What the exercise asks ▸
Examine the material below. Gather every line in which the string "dies" appears.
### Records for the exercise ###
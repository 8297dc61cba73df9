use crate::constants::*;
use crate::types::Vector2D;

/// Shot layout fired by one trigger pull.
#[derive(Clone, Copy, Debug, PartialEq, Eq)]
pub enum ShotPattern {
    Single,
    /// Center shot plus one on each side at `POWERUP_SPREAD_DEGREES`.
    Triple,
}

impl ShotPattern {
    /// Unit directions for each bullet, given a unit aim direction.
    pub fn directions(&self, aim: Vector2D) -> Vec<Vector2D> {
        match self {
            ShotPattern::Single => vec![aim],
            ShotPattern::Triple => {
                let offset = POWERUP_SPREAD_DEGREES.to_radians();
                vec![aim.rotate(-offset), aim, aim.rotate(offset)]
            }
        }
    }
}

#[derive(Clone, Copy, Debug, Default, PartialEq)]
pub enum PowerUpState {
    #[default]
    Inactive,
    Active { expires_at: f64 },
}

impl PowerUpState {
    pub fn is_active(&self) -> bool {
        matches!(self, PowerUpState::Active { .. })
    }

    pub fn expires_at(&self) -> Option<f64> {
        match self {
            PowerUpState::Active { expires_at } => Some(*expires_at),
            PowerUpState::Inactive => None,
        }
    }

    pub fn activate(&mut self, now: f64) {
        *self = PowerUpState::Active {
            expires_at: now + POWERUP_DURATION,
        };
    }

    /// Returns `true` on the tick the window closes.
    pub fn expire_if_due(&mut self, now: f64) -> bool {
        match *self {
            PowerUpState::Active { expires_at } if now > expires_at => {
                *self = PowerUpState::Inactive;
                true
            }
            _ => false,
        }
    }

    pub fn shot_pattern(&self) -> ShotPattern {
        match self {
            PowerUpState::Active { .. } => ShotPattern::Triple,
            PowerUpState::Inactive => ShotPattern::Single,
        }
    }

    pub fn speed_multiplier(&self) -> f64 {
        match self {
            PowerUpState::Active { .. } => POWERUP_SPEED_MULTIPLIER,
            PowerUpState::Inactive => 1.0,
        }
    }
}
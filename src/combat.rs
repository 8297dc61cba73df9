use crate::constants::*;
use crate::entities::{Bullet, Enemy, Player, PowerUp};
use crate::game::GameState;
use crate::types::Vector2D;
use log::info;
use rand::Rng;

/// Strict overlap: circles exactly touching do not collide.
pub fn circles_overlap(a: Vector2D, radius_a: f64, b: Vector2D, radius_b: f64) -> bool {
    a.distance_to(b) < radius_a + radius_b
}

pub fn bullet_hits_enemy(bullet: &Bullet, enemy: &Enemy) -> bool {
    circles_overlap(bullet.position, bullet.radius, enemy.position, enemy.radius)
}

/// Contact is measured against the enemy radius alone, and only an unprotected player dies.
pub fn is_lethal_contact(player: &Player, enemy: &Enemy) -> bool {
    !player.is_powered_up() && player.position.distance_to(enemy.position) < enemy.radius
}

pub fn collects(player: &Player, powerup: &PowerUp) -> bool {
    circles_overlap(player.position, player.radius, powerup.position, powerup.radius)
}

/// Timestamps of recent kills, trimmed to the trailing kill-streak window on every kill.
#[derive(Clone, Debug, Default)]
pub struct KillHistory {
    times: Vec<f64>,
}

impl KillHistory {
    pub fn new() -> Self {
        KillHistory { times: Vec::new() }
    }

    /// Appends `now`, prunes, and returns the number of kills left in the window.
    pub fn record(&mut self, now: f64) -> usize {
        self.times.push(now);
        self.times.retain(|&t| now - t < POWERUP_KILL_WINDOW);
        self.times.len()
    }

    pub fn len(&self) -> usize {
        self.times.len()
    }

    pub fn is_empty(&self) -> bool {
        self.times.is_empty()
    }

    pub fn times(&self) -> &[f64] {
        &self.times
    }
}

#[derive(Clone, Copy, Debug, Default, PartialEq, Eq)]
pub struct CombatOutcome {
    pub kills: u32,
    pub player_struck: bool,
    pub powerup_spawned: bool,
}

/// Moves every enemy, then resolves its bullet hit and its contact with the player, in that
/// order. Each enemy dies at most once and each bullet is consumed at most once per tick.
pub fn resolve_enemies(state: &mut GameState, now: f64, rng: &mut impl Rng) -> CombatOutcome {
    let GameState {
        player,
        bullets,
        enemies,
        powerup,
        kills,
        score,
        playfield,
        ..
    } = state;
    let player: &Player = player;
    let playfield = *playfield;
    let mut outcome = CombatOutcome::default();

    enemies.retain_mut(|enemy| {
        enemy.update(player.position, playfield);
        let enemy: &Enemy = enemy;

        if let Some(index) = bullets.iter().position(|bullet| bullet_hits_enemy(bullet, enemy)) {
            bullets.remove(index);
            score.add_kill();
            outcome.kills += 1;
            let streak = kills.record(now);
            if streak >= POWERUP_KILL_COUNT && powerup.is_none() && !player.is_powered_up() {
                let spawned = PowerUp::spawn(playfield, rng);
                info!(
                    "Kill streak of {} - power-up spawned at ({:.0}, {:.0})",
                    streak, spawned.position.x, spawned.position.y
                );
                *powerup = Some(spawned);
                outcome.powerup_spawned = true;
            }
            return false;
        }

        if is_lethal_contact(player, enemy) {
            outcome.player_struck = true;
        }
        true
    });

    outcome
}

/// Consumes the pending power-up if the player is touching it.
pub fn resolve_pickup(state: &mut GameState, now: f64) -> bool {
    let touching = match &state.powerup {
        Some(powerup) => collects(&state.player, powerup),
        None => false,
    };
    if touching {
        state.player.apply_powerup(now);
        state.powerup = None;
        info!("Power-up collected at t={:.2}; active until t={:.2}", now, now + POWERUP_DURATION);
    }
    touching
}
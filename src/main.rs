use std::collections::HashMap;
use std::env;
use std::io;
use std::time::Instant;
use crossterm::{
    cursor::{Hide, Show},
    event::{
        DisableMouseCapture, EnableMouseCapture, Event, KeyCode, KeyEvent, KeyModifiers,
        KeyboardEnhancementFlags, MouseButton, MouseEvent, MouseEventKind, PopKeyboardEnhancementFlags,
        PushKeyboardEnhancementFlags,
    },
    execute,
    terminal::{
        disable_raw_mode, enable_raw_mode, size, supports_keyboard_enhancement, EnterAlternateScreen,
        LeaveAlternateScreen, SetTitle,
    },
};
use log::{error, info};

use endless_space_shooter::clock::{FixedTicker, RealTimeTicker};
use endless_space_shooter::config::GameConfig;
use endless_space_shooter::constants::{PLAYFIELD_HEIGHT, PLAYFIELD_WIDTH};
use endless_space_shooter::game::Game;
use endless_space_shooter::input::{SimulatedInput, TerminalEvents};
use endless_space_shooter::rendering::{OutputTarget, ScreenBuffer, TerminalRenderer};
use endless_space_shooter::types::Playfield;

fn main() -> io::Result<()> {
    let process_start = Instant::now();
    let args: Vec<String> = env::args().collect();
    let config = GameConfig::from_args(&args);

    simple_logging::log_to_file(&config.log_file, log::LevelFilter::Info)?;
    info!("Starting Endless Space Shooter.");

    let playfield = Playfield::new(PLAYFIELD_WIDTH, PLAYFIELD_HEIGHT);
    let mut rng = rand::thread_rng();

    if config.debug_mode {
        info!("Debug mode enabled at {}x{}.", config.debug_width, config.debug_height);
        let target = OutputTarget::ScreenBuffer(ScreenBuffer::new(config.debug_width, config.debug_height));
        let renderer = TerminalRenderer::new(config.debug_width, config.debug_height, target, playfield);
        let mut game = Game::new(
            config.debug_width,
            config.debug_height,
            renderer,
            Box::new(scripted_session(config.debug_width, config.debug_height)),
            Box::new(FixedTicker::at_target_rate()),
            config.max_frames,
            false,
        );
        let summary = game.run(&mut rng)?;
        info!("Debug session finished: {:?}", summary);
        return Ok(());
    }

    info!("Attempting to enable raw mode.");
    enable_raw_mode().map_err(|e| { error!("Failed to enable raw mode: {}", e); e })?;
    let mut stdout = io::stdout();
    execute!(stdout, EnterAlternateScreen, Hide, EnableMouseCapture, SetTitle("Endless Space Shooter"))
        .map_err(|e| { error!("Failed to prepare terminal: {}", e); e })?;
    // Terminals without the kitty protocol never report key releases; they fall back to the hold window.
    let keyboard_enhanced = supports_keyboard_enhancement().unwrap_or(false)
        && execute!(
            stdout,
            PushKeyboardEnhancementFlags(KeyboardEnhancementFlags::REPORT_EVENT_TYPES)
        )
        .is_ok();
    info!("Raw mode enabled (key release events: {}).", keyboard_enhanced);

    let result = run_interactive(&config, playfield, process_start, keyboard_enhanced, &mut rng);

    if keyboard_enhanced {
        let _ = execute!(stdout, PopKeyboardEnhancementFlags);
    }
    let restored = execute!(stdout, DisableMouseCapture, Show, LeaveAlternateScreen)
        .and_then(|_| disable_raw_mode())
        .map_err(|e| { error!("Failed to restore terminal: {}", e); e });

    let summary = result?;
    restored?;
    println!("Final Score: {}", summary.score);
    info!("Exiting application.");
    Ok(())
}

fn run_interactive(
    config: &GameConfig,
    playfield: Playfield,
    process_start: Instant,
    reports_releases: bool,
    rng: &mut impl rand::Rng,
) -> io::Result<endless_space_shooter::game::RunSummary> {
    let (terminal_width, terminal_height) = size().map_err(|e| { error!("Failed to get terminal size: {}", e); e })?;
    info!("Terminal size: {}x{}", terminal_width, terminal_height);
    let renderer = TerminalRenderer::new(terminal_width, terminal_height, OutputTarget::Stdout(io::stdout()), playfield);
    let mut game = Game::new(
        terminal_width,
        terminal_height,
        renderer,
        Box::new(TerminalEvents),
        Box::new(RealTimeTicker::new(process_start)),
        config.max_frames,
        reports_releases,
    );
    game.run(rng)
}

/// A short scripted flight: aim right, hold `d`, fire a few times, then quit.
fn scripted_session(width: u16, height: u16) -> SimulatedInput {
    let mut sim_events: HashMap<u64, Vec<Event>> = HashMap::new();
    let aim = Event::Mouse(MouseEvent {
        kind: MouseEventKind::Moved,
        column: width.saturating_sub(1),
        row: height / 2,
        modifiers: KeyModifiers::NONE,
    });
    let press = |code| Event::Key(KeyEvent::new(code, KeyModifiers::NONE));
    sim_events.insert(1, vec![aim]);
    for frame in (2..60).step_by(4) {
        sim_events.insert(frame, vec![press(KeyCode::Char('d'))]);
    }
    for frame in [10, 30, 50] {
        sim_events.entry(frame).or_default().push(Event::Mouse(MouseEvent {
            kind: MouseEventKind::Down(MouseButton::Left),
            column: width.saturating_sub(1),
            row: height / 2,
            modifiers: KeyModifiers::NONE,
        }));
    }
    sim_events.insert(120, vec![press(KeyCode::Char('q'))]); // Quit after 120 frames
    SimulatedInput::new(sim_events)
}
###
Exercise solution ▸
/// Contact is measured against the enemy radius alone, and only an unprotected player dies.
/// order. Each enemy dies at most once and each bullet is consumed at most once per tick.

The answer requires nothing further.